Thursday, December 31, 2009

Suspended disbelief – why?

One of the questions I asked in my first post on this subject is why we can suspend disbelief for fiction. Oddly, I think it may be connected to how we process reality.

Philosophers have wrestled forever with the problem of solipsism. How do we know that our individual consciousness is not all there is, that everything we experience isn't just a figment of our imaginations? I think the odds are against it – if my consciousness is the only intelligence in the universe, how did that intelligence come into being? (Is it just you and me, God?) But there is no logical requirement that the universe consist of more than our own minds.

What makes solipsistic speculation possible is the fact that we do have to put the entire universe as we know it through our consciousness in order to be conscious of it. That doesn’t mean it’s not out there, but it does mean that what we see is our version of what’s out there, not really what is out there. I don’t mean to make too big a deal of the idiosyncratic nature of this translation. It’s not interesting to me, today anyway, whether you see “blue” differently from me. On many days we can agree that the sky is blue; we perceive such things similarly enough to do business, and that makes language and, therefore, civilization possible. So the differences can wait.

I recently ate at a restaurant where the menu stated “Substitutions are not allowed, but additions are welcome.” Adding is easier than substituting, and nowhere is that more so than in nature and, especially, evolution. I suspect that how we process reality differs from how a hamster or a fish or a puppy processes it only in added complexity. Thus, I think that our ability to process events is an extension of our ability to process things, that the machinery we use to see that an event is more than a series of random motions, or a process more than a series of random events, is really the same machinery that we use to determine that a chair is not a random assemblage of material.

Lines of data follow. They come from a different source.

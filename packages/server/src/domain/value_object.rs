//! 値オブジェクト
//!
//! 接続クエリや受信イベントから取り出した生の文字列は、ここで検証されてから
//! ドメイン層に入る。検証に通った値は不変。

use std::{fmt, str::FromStr};

use serde::{Deserialize, Serialize};

use super::error::ValueObjectError;

/// RoomId / ClientId の最大長
const MAX_ID_LENGTH: usize = 64;
/// 表示名の最大長（文字数）
const MAX_DISPLAY_NAME_LENGTH: usize = 50;
/// メッセージ本文の最大長（文字数）
pub const MAX_MESSAGE_LENGTH: usize = 4000;

fn validate_token(field: &'static str, value: &str) -> Result<(), ValueObjectError> {
    if value.is_empty() {
        return Err(ValueObjectError::Empty(field));
    }
    if value.len() > MAX_ID_LENGTH {
        return Err(ValueObjectError::TooLong {
            field,
            max: MAX_ID_LENGTH,
        });
    }
    if !value
        .chars()
        .all(|c| c.is_ascii_alphanumeric() || c == '-' || c == '_')
    {
        return Err(ValueObjectError::InvalidCharacters(field));
    }
    Ok(())
}

/// ルーム ID（不透明なトークン）
#[derive(Debug, Clone, PartialEq, Eq, Hash, PartialOrd, Ord, Serialize)]
#[serde(transparent)]
pub struct RoomId(String);

impl RoomId {
    pub fn new(value: String) -> Result<Self, ValueObjectError> {
        validate_token("room_id", &value)?;
        Ok(Self(value))
    }

    pub fn as_str(&self) -> &str {
        &self.0
    }

    pub fn into_string(self) -> String {
        self.0
    }
}

impl TryFrom<String> for RoomId {
    type Error = ValueObjectError;

    fn try_from(value: String) -> Result<Self, Self::Error> {
        Self::new(value)
    }
}

impl fmt::Display for RoomId {
    fn fmt(&self, f: &mut fmt::Formatter<'_>) -> fmt::Result {
        f.write_str(&self.0)
    }
}

/// RoomId の生成
pub struct RoomIdFactory;

impl RoomIdFactory {
    /// UUID v4 から新しい RoomId を生成する
    pub fn generate() -> RoomId {
        RoomId(uuid::Uuid::new_v4().to_string())
    }
}

/// クライアント ID（クライアント側で生成される不透明な ID）
#[derive(Debug, Clone, PartialEq, Eq, Hash, PartialOrd, Ord, Serialize)]
#[serde(transparent)]
pub struct ClientId(String);

impl ClientId {
    pub fn new(value: String) -> Result<Self, ValueObjectError> {
        validate_token("client_id", &value)?;
        Ok(Self(value))
    }

    pub fn as_str(&self) -> &str {
        &self.0
    }

    pub fn into_string(self) -> String {
        self.0
    }
}

impl TryFrom<String> for ClientId {
    type Error = ValueObjectError;

    fn try_from(value: String) -> Result<Self, Self::Error> {
        Self::new(value)
    }
}

impl fmt::Display for ClientId {
    fn fmt(&self, f: &mut fmt::Formatter<'_>) -> fmt::Result {
        f.write_str(&self.0)
    }
}

/// 表示名
///
/// 前後の空白は取り除いて保持する。
#[derive(Debug, Clone, PartialEq, Eq, Serialize)]
#[serde(transparent)]
pub struct DisplayName(String);

impl DisplayName {
    pub fn new(value: String) -> Result<Self, ValueObjectError> {
        let trimmed = value.trim();
        if trimmed.is_empty() {
            return Err(ValueObjectError::Empty("username"));
        }
        if trimmed.chars().count() > MAX_DISPLAY_NAME_LENGTH {
            return Err(ValueObjectError::TooLong {
                field: "username",
                max: MAX_DISPLAY_NAME_LENGTH,
            });
        }
        Ok(Self(trimmed.to_string()))
    }

    pub fn as_str(&self) -> &str {
        &self.0
    }
}

impl fmt::Display for DisplayName {
    fn fmt(&self, f: &mut fmt::Formatter<'_>) -> fmt::Result {
        f.write_str(&self.0)
    }
}

/// メッセージ本文
///
/// 空白のみの本文は拒否するが、保持する値はトリムしない（キャッシュキーは原文そのまま）。
#[derive(Debug, Clone, PartialEq, Eq)]
pub struct MessageText(String);

impl MessageText {
    pub fn new(value: String) -> Result<Self, ValueObjectError> {
        if value.trim().is_empty() {
            return Err(ValueObjectError::Empty("text"));
        }
        if value.chars().count() > MAX_MESSAGE_LENGTH {
            return Err(ValueObjectError::TooLong {
                field: "text",
                max: MAX_MESSAGE_LENGTH,
            });
        }
        Ok(Self(value))
    }

    pub fn as_str(&self) -> &str {
        &self.0
    }

    pub fn into_string(self) -> String {
        self.0
    }
}

impl TryFrom<String> for MessageText {
    type Error = ValueObjectError;

    fn try_from(value: String) -> Result<Self, Self::Error> {
        Self::new(value)
    }
}

/// Unix タイムスタンプ（UTC, ミリ秒）
#[derive(Debug, Clone, Copy, PartialEq, Eq, PartialOrd, Ord, Hash)]
pub struct Timestamp(i64);

impl Timestamp {
    pub fn new(value: i64) -> Self {
        Self(value)
    }

    pub fn value(&self) -> i64 {
        self.0
    }
}

/// 対応言語
///
/// ここに無いコードは参加時に拒否される。
#[derive(Debug, Clone, Copy, PartialEq, Eq, Hash, PartialOrd, Ord, Serialize, Deserialize)]
#[serde(rename_all = "lowercase")]
pub enum Language {
    En,
    Es,
    Fr,
    De,
    It,
    Pt,
    Ru,
    Ja,
    Ko,
    Zh,
    Ar,
    Hi,
    He,
    Th,
    Vi,
    Tr,
    Pl,
    Nl,
    Sv,
    Da,
    No,
    Fi,
}

impl Language {
    pub const ALL: [Language; 22] = [
        Language::En,
        Language::Es,
        Language::Fr,
        Language::De,
        Language::It,
        Language::Pt,
        Language::Ru,
        Language::Ja,
        Language::Ko,
        Language::Zh,
        Language::Ar,
        Language::Hi,
        Language::He,
        Language::Th,
        Language::Vi,
        Language::Tr,
        Language::Pl,
        Language::Nl,
        Language::Sv,
        Language::Da,
        Language::No,
        Language::Fi,
    ];

    pub fn code(&self) -> &'static str {
        match self {
            Language::En => "en",
            Language::Es => "es",
            Language::Fr => "fr",
            Language::De => "de",
            Language::It => "it",
            Language::Pt => "pt",
            Language::Ru => "ru",
            Language::Ja => "ja",
            Language::Ko => "ko",
            Language::Zh => "zh",
            Language::Ar => "ar",
            Language::Hi => "hi",
            Language::He => "he",
            Language::Th => "th",
            Language::Vi => "vi",
            Language::Tr => "tr",
            Language::Pl => "pl",
            Language::Nl => "nl",
            Language::Sv => "sv",
            Language::Da => "da",
            Language::No => "no",
            Language::Fi => "fi",
        }
    }

    /// 英語での言語名（翻訳プロンプトと言語一覧 API で使う）
    pub fn display_name(&self) -> &'static str {
        match self {
            Language::En => "English",
            Language::Es => "Spanish",
            Language::Fr => "French",
            Language::De => "German",
            Language::It => "Italian",
            Language::Pt => "Portuguese",
            Language::Ru => "Russian",
            Language::Ja => "Japanese",
            Language::Ko => "Korean",
            Language::Zh => "Chinese",
            Language::Ar => "Arabic",
            Language::Hi => "Hindi",
            Language::He => "Hebrew",
            Language::Th => "Thai",
            Language::Vi => "Vietnamese",
            Language::Tr => "Turkish",
            Language::Pl => "Polish",
            Language::Nl => "Dutch",
            Language::Sv => "Swedish",
            Language::Da => "Danish",
            Language::No => "Norwegian",
            Language::Fi => "Finnish",
        }
    }
}

impl FromStr for Language {
    type Err = ValueObjectError;

    fn from_str(s: &str) -> Result<Self, Self::Err> {
        Language::ALL
            .iter()
            .copied()
            .find(|lang| lang.code() == s)
            .ok_or_else(|| ValueObjectError::UnsupportedLanguage(s.to_string()))
    }
}

impl fmt::Display for Language {
    fn fmt(&self, f: &mut fmt::Formatter<'_>) -> fmt::Result {
        f.write_str(self.code())
    }
}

Applying machinery powerful enough to construct narratives to figure out that a chair is a chair seems wasteful, so we probably do use neural shortcuts for such things, but those shortcuts seem to me to be derivatives, memories of the larger machine’s earlier workings. Nature creates machinery and derivative shortcuts rather than direct alternatives – additions, not substitutions – like Jack Nicholson’s famous order of toast in Five Easy Pieces. “Now, just hold the chicken.” (A case of “addition” by subtraction: Jack adds to the concept of a chicken sandwich the concept of absent chicken. In logical terms, adding mayo and removing chicken are analogous processes – amendments to the chicken sandwich template.)

How, though, do we know, for example, that a side order of toast is “like” a chicken sandwich without the chicken? To make that connection, we must be able to recognize patterns. There are lots of surfaces we can sit on besides chairs, and we know instantly that something is sufficiently “chair-like” either be called a chair or, at the very least to be sat upon. Categorization is about analogy – we make decisions based on our perception that something is like something else. Otherwise, how can we learn anything useful? Unless what we encounter strikes us as like something we have learned, how do education and experience help us cope?

If we are to be able to recognize things, we need to be able to recognize patterns, and if we can recognize things and patterns, we should be able to apply the same mental gear to recognize events and common narratives.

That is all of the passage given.